Everyone knows that smoking is bad for your health, which makes quitting smoking an ideal New Year's resolution. It's also a popular one – thousands of smokers resolve to quit every year. In fact, some smokers like the resolution so much, they resolve to quit again the next year – and the next... And that's the problem: it's not the stopping that's the hardest part, it's the not starting again.
There are plenty of ways to go about quitting smoking – see our disease database article and health feature on smoking cessation for more information, and our community support database for groups to give you advice and support. However, any given way won't work equally well for all people. So it's necessary to find what is most effective for you. This may mean that it will take several tries before you succeed in quitting. There's no shame in that – nicotine addiction is an illness, and many illnesses can require trying various forms of treatment before one succeeds.
Your success will also depend on your motivation. If you're quitting just because it seems like the right thing to do and everyone wants you to, how long will that motivation hold out, especially if you still enjoy smoking? You might "know" that smoking damages your health, but people do all sorts of things they "know" are dangerous or unhealthy. So look carefully at what you're up against and how you can win.
Make a sheet with four columns.
- In the first column, write down all the things you enjoy about smoking. Rate how much you actually enjoy them. And rate how much of that is actually due to inhaling cigarette smoke rather than, say, getting a short break from work or spending time with friends. Be honest, and figure out which things you enjoy the most.
- Leave the second column blank for a moment.
- In the third column, write down all the trouble smoking causes you. Have you developed lung problems? Do you get colds more often? Do you get cravings when you're in places where you can't smoke – airplanes and restaurants, for instance? How much does it cost you every year? Be honest, and figure out which things bother you the most.
- In the fourth column, write down all the benefits you'll get from not smoking. This will include the absence of all the things that bother you about smoking, so you can write those down next to the items in the third column they correspond to. And you might find it makes you think of a few more things that bother you about smoking. You may also think of new things you can do with your money – or with your healthier body – or you may think about how much it will help your family or friends.

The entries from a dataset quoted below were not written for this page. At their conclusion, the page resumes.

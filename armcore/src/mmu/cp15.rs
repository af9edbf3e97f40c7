//! System control coprocessor (CP15) register model.
//!
//! Holds the control word, translation-table base, domain access control,
//! fault status/address latches, the FCSE process-id remap, and (for the
//! variants that have them) the tightly-coupled-memory region registers
//! with their backing RAM. The derived translator caches live in
//! [`Mmu`](super::Mmu); writes here report which caches went stale through
//! [`Cp15Effects`].

use serde::{Deserialize, Serialize};

use crate::bitwise::Bits;

/// Control register bits (register 1).
const CONTROL_MMU_ENABLE: u32 = 0;
const CONTROL_SYSTEM: u32 = 8;
const CONTROL_ROM: u32 = 9;
const CONTROL_HIGH_VECTORS: u32 = 13;
const CONTROL_DTCM_ENABLE: u32 = 16;
const CONTROL_ITCM_ENABLE: u32 = 18;

/// What a CP15 write invalidated.
#[derive(Debug, Default, Clone, Copy, Eq, PartialEq)]
pub struct Cp15Effects {
    /// Translator caches (level-1 shortcut cache, fault tables) must be
    /// recomputed before the next translation.
    pub refresh_translator: bool,
    /// The execution loop's cached dispatch configuration is stale
    /// (MMU enable toggled, FCSE remap changed, vector base moved).
    pub refresh_dispatch: bool,
}

/// One tightly-coupled-memory window: a fast RAM region that shadows the
/// bus for addresses inside its configured range.
#[derive(Debug, Default, Clone, Serialize, Deserialize)]
pub struct TcmRegion {
    /// Raw region register: base in bits 31-12, size field in bits 5-1.
    pub control: u32,
    pub enabled: bool,
    base: u32,
    limit: u32,
    ram: Vec<u8>,
}

impl TcmRegion {
    fn with_ram(size: usize) -> Self {
        Self {
            ram: vec![0; size],
            ..Self::default()
        }
    }

    fn update(&mut self, control: u32, enabled: bool, base_fixed_zero: bool) {
        self.control = control;
        self.enabled = enabled && !self.ram.is_empty();
        self.base = if base_fixed_zero {
            0
        } else {
            control & 0xFFFF_F000
        };
        let virtual_size = 512_u32 << control.get_bits(1..=5);
        self.limit = self.base.wrapping_add(virtual_size);
    }

    #[must_use]
    pub fn contains(&self, address: u32) -> bool {
        self.enabled && address >= self.base && address < self.limit
    }

    /// Byte offset into the backing RAM, mirroring when the virtual window
    /// is larger than the physical RAM.
    fn ram_index(&self, address: u32) -> usize {
        (address - self.base) as usize % self.ram.len()
    }

    #[must_use]
    pub fn read8(&self, address: u32) -> u8 {
        self.ram[self.ram_index(address)]
    }

    #[must_use]
    pub fn read16(&self, address: u32) -> u16 {
        let i = self.ram_index(address & !1);
        u16::from_le_bytes([self.ram[i], self.ram[(i + 1) % self.ram.len()]])
    }

    #[must_use]
    pub fn read32(&self, address: u32) -> u32 {
        let i = self.ram_index(address & !3);
        let n = self.ram.len();
        u32::from_le_bytes([
            self.ram[i],
            self.ram[(i + 1) % n],
            self.ram[(i + 2) % n],
            self.ram[(i + 3) % n],
        ])
    }

    pub fn write8(&mut self, address: u32, value: u8) {
        let i = self.ram_index(address);
        self.ram[i] = value;
    }

    pub fn write16(&mut self, address: u32, value: u16) {
        let i = self.ram_index(address & !1);
        let n = self.ram.len();
        let bytes = value.to_le_bytes();
        self.ram[i] = bytes[0];
        self.ram[(i + 1) % n] = bytes[1];
    }

    pub fn write32(&mut self, address: u32, value: u32) {
        let i = self.ram_index(address & !3);
        let n = self.ram.len();
        for (k, byte) in value.to_le_bytes().iter().enumerate() {
            self.ram[(i + k) % n] = *byte;
        }
    }
}

#[derive(Debug, Clone, Serialize, Deserialize)]
pub struct Cp15 {
    /// Guest-visible identification value, fixed at construction.
    pub id: u32,
    pub control: u32,
    /// Translation table base (register 2); bits 31-14 are significant.
    pub translation_table_base: u32,
    /// Domain access control (register 3): sixteen 2-bit fields.
    pub domain_access_control: u32,
    pub fault_status: u32,
    pub fault_address: u32,
    /// FCSE process id (register 13); bits 31-25 are significant.
    pub process_id: u32,
    pub breakpoint: u32,

    pub dtcm: TcmRegion,
    pub itcm: TcmRegion,
}

impl Cp15 {
    #[must_use]
    pub fn new(id: u32, itcm_size: usize, dtcm_size: usize) -> Self {
        Self {
            id,
            control: 0,
            translation_table_base: 0,
            domain_access_control: 0,
            fault_status: 0,
            fault_address: 0,
            process_id: 0,
            breakpoint: 0,
            dtcm: TcmRegion::with_ram(dtcm_size),
            itcm: TcmRegion::with_ram(itcm_size),
        }
    }

    pub fn reset(&mut self) {
        let effects = self.write_control(0);
        debug_assert!(effects.refresh_translator);
        self.translation_table_base = 0;
        self.domain_access_control = 0;
        self.fault_status = 0;
        self.fault_address = 0;
        self.process_id = 0;
        self.breakpoint = 0;
    }

    #[must_use]
    pub fn mmu_enabled(&self) -> bool {
        self.control.get_bit(CONTROL_MMU_ENABLE)
    }

    /// The S bit: privileged-read-only meaning for AP=00.
    #[must_use]
    pub fn system_bit(&self) -> bool {
        self.control.get_bit(CONTROL_SYSTEM)
    }

    /// The R bit: read-allowed meaning for AP=00.
    #[must_use]
    pub fn rom_bit(&self) -> bool {
        self.control.get_bit(CONTROL_ROM)
    }

    #[must_use]
    pub fn vector_base(&self) -> u32 {
        if self.control.get_bit(CONTROL_HIGH_VECTORS) {
            0xFFFF_0000
        } else {
            0x0000_0000
        }
    }

    /// FCSE remap added to virtual addresses below 32MB.
    #[must_use]
    pub const fn process_id_offset(&self) -> u32 {
        self.process_id & 0xFE00_0000
    }

    /// 2-bit access-control mode for a domain, from the DACR.
    #[must_use]
    pub fn domain_mode(&self, domain: u32) -> u32 {
        (self.domain_access_control >> (domain * 2)) & 0b11
    }

    /// Read of register `reg` with opcode2 field `op2`.
    #[must_use]
    pub fn read(&self, reg: u32, op2: u32) -> u32 {
        match reg {
            0 => match op2 {
                // Main ID; op2=1 would be the cache type register, which
                // reads as zero on the cores modeled here.
                0 => self.id,
                _ => 0,
            },
            1 => self.control,
            2 => self.translation_table_base,
            3 => self.domain_access_control,
            5 => self.fault_status,
            6 => self.fault_address,
            9 => match op2 {
                0 => self.dtcm.control,
                _ => self.itcm.control,
            },
            13 => self.process_id,
            14 => self.breakpoint,
            _ => {
                tracing::debug!("CP15 read of unimplemented register c{reg}, op2={op2}");
                0
            }
        }
    }

    /// Write of register `reg`, returning which derived state went stale.
    pub fn write(&mut self, reg: u32, op2: u32, value: u32) -> Cp15Effects {
        match reg {
            1 => self.write_control(value),
            2 => {
                self.translation_table_base = value;
                Cp15Effects {
                    refresh_translator: true,
                    refresh_dispatch: false,
                }
            }
            3 => {
                self.domain_access_control = value;
                Cp15Effects {
                    refresh_translator: true,
                    refresh_dispatch: false,
                }
            }
            5 => {
                self.fault_status = value;
                Cp15Effects::default()
            }
            6 => {
                self.fault_address = value;
                Cp15Effects::default()
            }
            // Cache maintenance (7) is a no-op without a cache model; TLB
            // maintenance (8) invalidates the translator caches.
            7 => Cp15Effects::default(),
            8 => Cp15Effects {
                refresh_translator: true,
                refresh_dispatch: false,
            },
            9 => {
                self.write_tcm_region(op2, value);
                Cp15Effects::default()
            }
            13 => {
                let old = self.process_id_offset();
                self.process_id = value;
                Cp15Effects {
                    refresh_translator: false,
                    refresh_dispatch: old != self.process_id_offset(),
                }
            }
            14 => {
                self.breakpoint = value;
                Cp15Effects::default()
            }
            _ => {
                tracing::debug!("CP15 write of unimplemented register c{reg}: {value:08X}");
                Cp15Effects::default()
            }
        }
    }

    fn write_control(&mut self, value: u32) -> Cp15Effects {
        let old = self.control;
        self.control = value;
        self.refresh_tcm();

        let mmu_toggled =
            old.get_bit(CONTROL_MMU_ENABLE) != value.get_bit(CONTROL_MMU_ENABLE);
        let vectors_moved =
            old.get_bit(CONTROL_HIGH_VECTORS) != value.get_bit(CONTROL_HIGH_VECTORS);
        Cp15Effects {
            // The S/R bits feed the fault decision tables, and the enable
            // bit gates the whole translator.
            refresh_translator: true,
            refresh_dispatch: mmu_toggled || vectors_moved,
        }
    }

    fn write_tcm_region(&mut self, op2: u32, value: u32) {
        match op2 {
            0 => {
                let enabled = self.control.get_bit(CONTROL_DTCM_ENABLE);
                self.dtcm.update(value, enabled, false);
            }
            _ => {
                let enabled = self.control.get_bit(CONTROL_ITCM_ENABLE);
                // The ITCM window always starts at address zero.
                self.itcm.update(value, enabled, true);
            }
        }
    }

    fn refresh_tcm(&mut self) {
        let dtcm_control = self.dtcm.control;
        let itcm_control = self.itcm.control;
        self.dtcm
            .update(dtcm_control, self.control.get_bit(CONTROL_DTCM_ENABLE), false);
        self.itcm
            .update(itcm_control, self.control.get_bit(CONTROL_ITCM_ENABLE), true);
    }

    /// Latches an abort's fault status and address for guest inspection.
    pub const fn latch_fault(&mut self, status: u32, address: u32) {
        self.fault_status = status;
        self.fault_address = address;
    }
}

#[cfg(test)]
mod tests {
    use super::*;
    use pretty_assertions::assert_eq;

    #[test]
    fn control_write_reports_mmu_toggle() {
        let mut cp15 = Cp15::new(0x4105_9461, 0, 0);
        let effects = cp15.write(1, 0, 1);
        assert!(effects.refresh_translator);
        assert!(effects.refresh_dispatch);
        assert!(cp15.mmu_enabled());

        // Same enable state again: translator still refreshes (S/R bits
        // may have changed) but dispatch does not.
        let effects = cp15.write(1, 0, 1 | (1 << 8));
        assert!(effects.refresh_translator);
        assert!(!effects.refresh_dispatch);
        assert!(cp15.system_bit());
    }

    #[test]
    fn high_vectors() {
        let mut cp15 = Cp15::new(0, 0, 0);
        assert_eq!(cp15.vector_base(), 0);
        let effects = cp15.write(1, 0, 1 << 13);
        assert!(effects.refresh_dispatch);
        assert_eq!(cp15.vector_base(), 0xFFFF_0000);
    }

    #[test]
    fn domain_modes_unpack() {
        let mut cp15 = Cp15::new(0, 0, 0);
        cp15.write(3, 0, 0b11_10_01_00);
        assert_eq!(cp15.domain_mode(0), 0);
        assert_eq!(cp15.domain_mode(1), 1);
        assert_eq!(cp15.domain_mode(2), 2);
        assert_eq!(cp15.domain_mode(3), 3);
        assert_eq!(cp15.domain_mode(15), 0);
    }

    #[test]
    fn process_id_offset_masks_low_bits() {
        let mut cp15 = Cp15::new(0, 0, 0);
        let effects = cp15.write(13, 0, 0x0600_1234);
        assert!(effects.refresh_dispatch);
        assert_eq!(cp15.process_id_offset(), 0x0600_0000);
    }

    #[test]
    fn tcm_window_shadows_range() {
        let mut cp15 = Cp15::new(0, 0x8000, 0x4000);
        // Enable DTCM, base 0x0280_0000, size field 5 -> 16KB window.
        cp15.write(1, 0, 1 << 16);
        cp15.write(9, 0, 0x0280_0000 | (5 << 1));

        assert!(cp15.dtcm.contains(0x0280_0000));
        assert!(cp15.dtcm.contains(0x0280_3FFF));
        assert!(!cp15.dtcm.contains(0x0280_4000));
        assert!(!cp15.dtcm.contains(0x027F_FFFF));

        cp15.dtcm.write32(0x0280_0010, 0xCAFE_F00D);
        assert_eq!(cp15.dtcm.read32(0x0280_0010), 0xCAFE_F00D);
        assert_eq!(cp15.dtcm.read16(0x0280_0010), 0xF00D);
        assert_eq!(cp15.dtcm.read8(0x0280_0013), 0xCA);
    }

    #[test]
    fn itcm_base_is_fixed_at_zero() {
        let mut cp15 = Cp15::new(0, 0x8000, 0);
        cp15.write(1, 0, 1 << 18);
        // Base bits are ignored for ITCM.
        cp15.write(9, 1, 0x1234_5000 | (6 << 1));
        assert!(cp15.itcm.contains(0));
        assert!(cp15.itcm.contains(0x7FFF));
        assert!(!cp15.itcm.contains(0x8000));
    }

    #[test]
    fn disabled_tcm_never_hits() {
        let mut cp15 = Cp15::new(0, 0, 0);
        cp15.write(1, 0, (1 << 16) | (1 << 18));
        cp15.write(9, 0, 5 << 1);
        cp15.write(9, 1, 5 << 1);
        // No backing RAM was configured, so the windows stay off.
        assert!(!cp15.dtcm.contains(0));
        assert!(!cp15.itcm.contains(0));
    }
}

- Now go back to the second column, and for each first-column listing you enjoy about smoking, write down how you'll get it without smoking. Brainstorm. In a lot of cases, you'll find that smoking wasn't essential in the first place. In some cases, it might take a bit of thought – ask some other people who have quit what they do.
- When you've made your whole list, choose the three most important things in columns 3 and 4 and write them down on a notecard under "Why I'm quitting." Then find the three most important things in column 1 and write down their corresponding items from column 2 on the notecard under "What I'll do instead of smoking." Keep the card with you – perhaps in your wallet or purse.
Nobody says quitting is easy. Be prepared for what you'll go through and know how you can make it easier on yourself. Here are some things to expect and ways to deal with them:
- Irritability: It's normal to be irritable for the first couple of weeks. You may even feel mildly depressed or sad, and a bit anxious. Just remember the difference between feeling angry and saying something mean. Give yourself a few minutes before responding to what's bothering you. Go for a walk if you can. Fresh air and exercise are good for relieving tension.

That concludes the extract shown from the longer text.